## Exercise directions
The records follow. Filter them to the lines that hold "Option".

Data under study section start

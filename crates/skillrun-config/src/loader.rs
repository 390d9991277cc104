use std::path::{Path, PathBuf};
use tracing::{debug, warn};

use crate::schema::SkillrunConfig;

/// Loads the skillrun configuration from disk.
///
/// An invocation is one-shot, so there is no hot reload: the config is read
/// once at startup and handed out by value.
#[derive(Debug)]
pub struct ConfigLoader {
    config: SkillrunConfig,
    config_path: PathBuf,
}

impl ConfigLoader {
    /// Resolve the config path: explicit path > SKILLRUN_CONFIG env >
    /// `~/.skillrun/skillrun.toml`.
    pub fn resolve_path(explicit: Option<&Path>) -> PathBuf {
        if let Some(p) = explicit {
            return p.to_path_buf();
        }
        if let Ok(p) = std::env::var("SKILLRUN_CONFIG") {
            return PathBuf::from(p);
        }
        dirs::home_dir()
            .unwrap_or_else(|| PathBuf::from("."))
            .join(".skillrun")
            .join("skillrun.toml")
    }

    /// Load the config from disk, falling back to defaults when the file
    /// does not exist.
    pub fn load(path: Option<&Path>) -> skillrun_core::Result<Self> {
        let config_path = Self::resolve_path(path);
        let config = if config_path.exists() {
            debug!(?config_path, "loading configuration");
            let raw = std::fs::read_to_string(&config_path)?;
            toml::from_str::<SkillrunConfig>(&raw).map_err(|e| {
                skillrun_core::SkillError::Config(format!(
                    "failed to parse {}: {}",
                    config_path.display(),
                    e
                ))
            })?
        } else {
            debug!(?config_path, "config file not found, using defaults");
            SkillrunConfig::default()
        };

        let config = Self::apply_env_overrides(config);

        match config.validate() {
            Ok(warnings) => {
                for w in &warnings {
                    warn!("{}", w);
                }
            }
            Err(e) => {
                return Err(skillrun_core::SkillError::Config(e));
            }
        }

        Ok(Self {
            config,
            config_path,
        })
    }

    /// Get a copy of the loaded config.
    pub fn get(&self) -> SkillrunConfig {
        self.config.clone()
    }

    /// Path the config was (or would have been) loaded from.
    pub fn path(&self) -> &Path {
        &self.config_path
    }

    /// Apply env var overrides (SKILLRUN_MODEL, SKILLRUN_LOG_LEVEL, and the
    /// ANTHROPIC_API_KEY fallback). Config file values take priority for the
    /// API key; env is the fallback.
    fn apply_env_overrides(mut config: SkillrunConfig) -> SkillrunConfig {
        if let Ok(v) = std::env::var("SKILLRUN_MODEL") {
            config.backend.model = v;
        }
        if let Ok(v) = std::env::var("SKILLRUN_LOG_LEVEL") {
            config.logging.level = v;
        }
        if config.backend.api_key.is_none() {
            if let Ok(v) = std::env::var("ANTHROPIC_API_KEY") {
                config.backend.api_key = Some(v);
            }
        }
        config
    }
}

Data under study section end
Data under study section start

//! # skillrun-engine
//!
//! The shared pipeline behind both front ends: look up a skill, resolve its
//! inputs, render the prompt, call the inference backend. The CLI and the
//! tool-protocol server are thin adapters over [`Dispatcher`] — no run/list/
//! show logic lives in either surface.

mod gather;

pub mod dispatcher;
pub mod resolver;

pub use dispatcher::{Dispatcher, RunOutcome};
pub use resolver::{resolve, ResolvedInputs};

Data under study section end

## Solved problem
    pub fn resolve_path(explicit: Option<&Path>) -> PathBuf {
    pub fn load(path: Option<&Path>) -> skillrun_core::Result<Self> {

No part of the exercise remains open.